* [WORK REQUIRED] Pull each line containing "action" out of the listing below.

+ + + + +

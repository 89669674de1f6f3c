//! String encoding for values persisted in the store.
//!
//! Values travel through the store as JSON text. The absent value (`None`)
//! has its own literal token so that "stored as absent" stays distinct from
//! "no entry at all" and from a stored JSON `null`.

mod codec;

pub use codec::{decode, encode, ABSENT_TOKEN};
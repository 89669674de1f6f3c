//! # kvcell
//!
//! Reactive state cells persisted in a shared key-value store.
//!
//! Several independent contexts (think browser tabs over one per-origin
//! store) can observe and mutate a named value as if it were shared
//! in-memory state. Every write is followed by a synchronous change
//! notification, so observers of a key converge on the same value.
//!
//! ## Observers
//!
//! - `ValueCell<T>` - the last-known value of a key, with `set`/`update`
//! - `ReducerCell<T, A>` - a value cell driven by `dispatch(action)`
//! - `Selector<T, U>` - a projection that only propagates when it changes
//!
//! ## Outside observers
//!
//! - `Dispatcher<T, A>` - reducer-driven writes with no cached state
//!
//! ## Plumbing
//!
//! - [`codec`] - the store's string format, including the absent value
//! - [`storage`] - the store accessor, backends, and execution contexts
//!
//! ```
//! use kvcell::storage::Storage;
//! use kvcell::{CellOptions, ReducerCell, ValueCell};
//!
//! let storage = Storage::in_memory();
//! let reduce = |state: Option<&i32>, action: &str| match action {
//!     "INC" => state.copied().unwrap_or(0) + 1,
//!     "RESET" => 0,
//!     _ => state.copied().unwrap_or(0),
//! };
//!
//! let counter = ReducerCell::new(&storage, "counter", reduce, CellOptions::new().initial_state(0)).unwrap();
//! let mirror: ValueCell<i32> = ValueCell::new(&storage, "counter", CellOptions::new()).unwrap();
//!
//! counter.dispatch("INC").unwrap();
//! assert_eq!(mirror.get(), Some(1));
//! ```

pub mod cell;
pub mod codec;
pub mod dispatch;
pub mod error;
pub mod selector;
pub mod storage;

// Re-export main types for convenience
pub use cell::{
    create_reducer_cell, create_value_cell, CellOptions, CellValue, Reducer, ReducerCell,
    ValueCell, WatchGuard,
};
pub use dispatch::{create_dispatcher, Dispatcher};
pub use error::{Error, Result};
pub use selector::{create_selector, create_selector_with, Selector, SelectorOptions};
pub use storage::{MemoryBackend, Notification, Storage, StorageBackend, Subscription};
//! Access to the shared key-value store.
//!
//! This module provides the store accessor used by every cell, the backend
//! trait it writes through, and the per-thread stack of execution contexts.

mod backend;
mod context;
mod storage;

pub use backend::{MemoryBackend, StorageBackend};
pub use storage::{Notification, Storage, Subscription};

+ + + + +

* [RESPONSE TO THIS EXERCISE]
//! - `ReducerCell<T, A>` - a value cell driven by `dispatch(action)`
//! let reduce = |state: Option<&i32>, action: &str| match action {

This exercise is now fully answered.